◆ EXERCISE DIRECTIONS ◆
Every line below between the one holding "the human-readable table." and the one holding "impl From<CommercePlatform> for", inclusive, should be copied exactly, and no other line.

◆ THE DATA ◆
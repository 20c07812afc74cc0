//! Renormalized weighted aggregation of per-platform sub-scores.

use std::collections::{BTreeMap, BTreeSet};

use hypeon_core::{weight_of, Metric, NicheKey, Platform};

use crate::types::NicheScores;

/// Per-platform sub-score mappings feeding one metric.
pub type PlatformScores = BTreeMap<Platform, NicheScores>;

/// Combines per-platform sub-scores into one score per niche.
///
/// For every niche present in at least one platform mapping, computes
/// `Σ(w_p * s_p) / Σ(w_p)` over only the platforms that actually scored
/// that niche. Absent platforms are excluded from the denominator rather
/// than counted as zero, so a niche covered by 2 of 4 sources still gets a
/// fully-weighted score. Platforms without a static weight for the metric
/// contribute nothing.
#[must_use]
pub fn aggregate(metric: Metric, per_platform: &PlatformScores) -> NicheScores {
    let niches: BTreeSet<&NicheKey> = per_platform
        .values()
        .flat_map(BTreeMap::keys)
        .collect();

    let mut combined = NicheScores::new();
    for niche in niches {
        let mut weighted_sum = 0.0;
        let mut weight_total = 0.0;

        for (platform, scores) in per_platform {
            let Some(weight) = weight_of(metric, *platform) else {
                continue;
            };
            if let Some(score) = scores.get(niche) {
                weighted_sum += weight * score;
                weight_total += weight;
            }
        }

        if weight_total > 0.0 {
            combined.insert(niche.clone(), weighted_sum / weight_total);
        }
    }

    combined
}
use std::path::PathBuf;

use clap::{Parser, Subcommand, ValueEnum};

use hypeon_core::{load_snapshot, NicheKey, Platform};
use hypeon_metrics::{composite_records, product_growth};

#[derive(Debug, Parser)]
#[command(name = "hypeon-cli")]
#[command(about = "Hypeon trend metrics command line interface")]
struct Cli {
    /// Directory holding the platform dataset JSON files.
    #[arg(long, env = "HYPEON_DATA_DIR", default_value = "./data")]
    data_dir: PathBuf,

    /// Emit JSON instead of the human-readable table.
    #[arg(long)]
    json: bool,

    #[command(subcommand)]
    command: Commands,
}

#[derive(Debug, Subcommand)]
enum Commands {
    /// Niche-level composite metrics (growth, sentiment, engagement, hype, trend index).
    Trend {
        /// Restrict output to one niche label (synonyms are collapsed).
        #[arg(long)]
        niche: Option<String>,
    },
    /// Product-level growth ranking for one commerce platform and niche.
    ProductGrowth {
        #[arg(long, value_enum)]
        platform: CommercePlatform,

        /// Niche label driving the social enrichment blend. Required.
        #[arg(long)]
        niche: String,
    },
}

#[derive(Debug, Clone, Copy, ValueEnum)]
enum CommercePlatform {
    Shopify,
    Amazon,
}

impl From<CommercePlatform> for Platform {
    fn from(value: CommercePlatform) -> Self {
        match value {
            CommercePlatform::Shopify => Platform::Shopify,
            CommercePlatform::Amazon => Platform::Amazon,
        }
    }
}

fn main() -> anyhow::Result<()> {
    dotenvy::dotenv().ok();
    tracing_subscriber::fmt::init();

    let cli = Cli::parse();
    let snapshot = load_snapshot(&cli.data_dir)?;

    match cli.command {
        Commands::Trend { niche } => {
            let filter = niche
                .as_deref()
                .map(NicheKey::normalize)
                .filter(|key| !key.is_empty());
            let records: Vec<_> = composite_records(&snapshot)
                .into_iter()
                .filter(|r| filter.as_ref().is_none_or(|wanted| &r.niche == wanted))
                .collect();

            if cli.json {
                println!("{}", serde_json::to_string_pretty(&records)?);
            } else {
                println!(
                    "{:<20} {:>8} {:>10} {:>11} {:>6} {:>7}",
                    "niche", "growth", "sentiment", "engagement", "hype", "trend"
                );
                for r in &records {
                    println!(
                        "{:<20} {:>8.3} {:>10.3} {:>11.3} {:>6.3} {:>7.1}",
                        r.niche.as_str(),
                        r.growth_rate,
                        r.sentiment_score,
                        r.engagement_score,
                        r.hype_score,
                        r.trend_index
                    );
                }
            }
        }
        Commands::ProductGrowth { platform, niche } => {
            let records = product_growth(&snapshot, platform.into(), &NicheKey::normalize(&niche))?;

            if cli.json {
                println!("{}", serde_json::to_string_pretty(&records)?);
            } else {
                println!(
                    "{:<16} {:<32} {:>9} {:>11} {:>7}",
                    "product_id", "title", "commerce", "enrichment", "growth"
                );
                for r in &records {
                    println!(
                        "{:<16} {:<32} {:>9.3} {:>11.3} {:>7.3}",
                        r.product_id, r.title, r.commerce_score, r.social_enrichment, r.growth_rate
                    );
                }
            }
        }
    }

    Ok(())
}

◆ ANSWER TO THIS PROBLEM ◆
    /// Emit JSON instead of the human-readable table.
    #[arg(long)]
    json: bool,

    #[command(subcommand)]
    command: Commands,
}

#[derive(Debug, Subcommand)]
enum Commands {
    /// Niche-level composite metrics (growth, sentiment, engagement, hype, trend index).
    Trend {
        /// Restrict output to one niche label (synonyms are collapsed).
        #[arg(long)]
        niche: Option<String>,
    },
    /// Product-level growth ranking for one commerce platform and niche.
    ProductGrowth {
        #[arg(long, value_enum)]
        platform: CommercePlatform,

        /// Niche label driving the social enrichment blend. Required.
        #[arg(long)]
        niche: String,
    },
}

#[derive(Debug, Clone, Copy, ValueEnum)]
enum CommercePlatform {
    Shopify,
    Amazon,
}

impl From<CommercePlatform> for Platform {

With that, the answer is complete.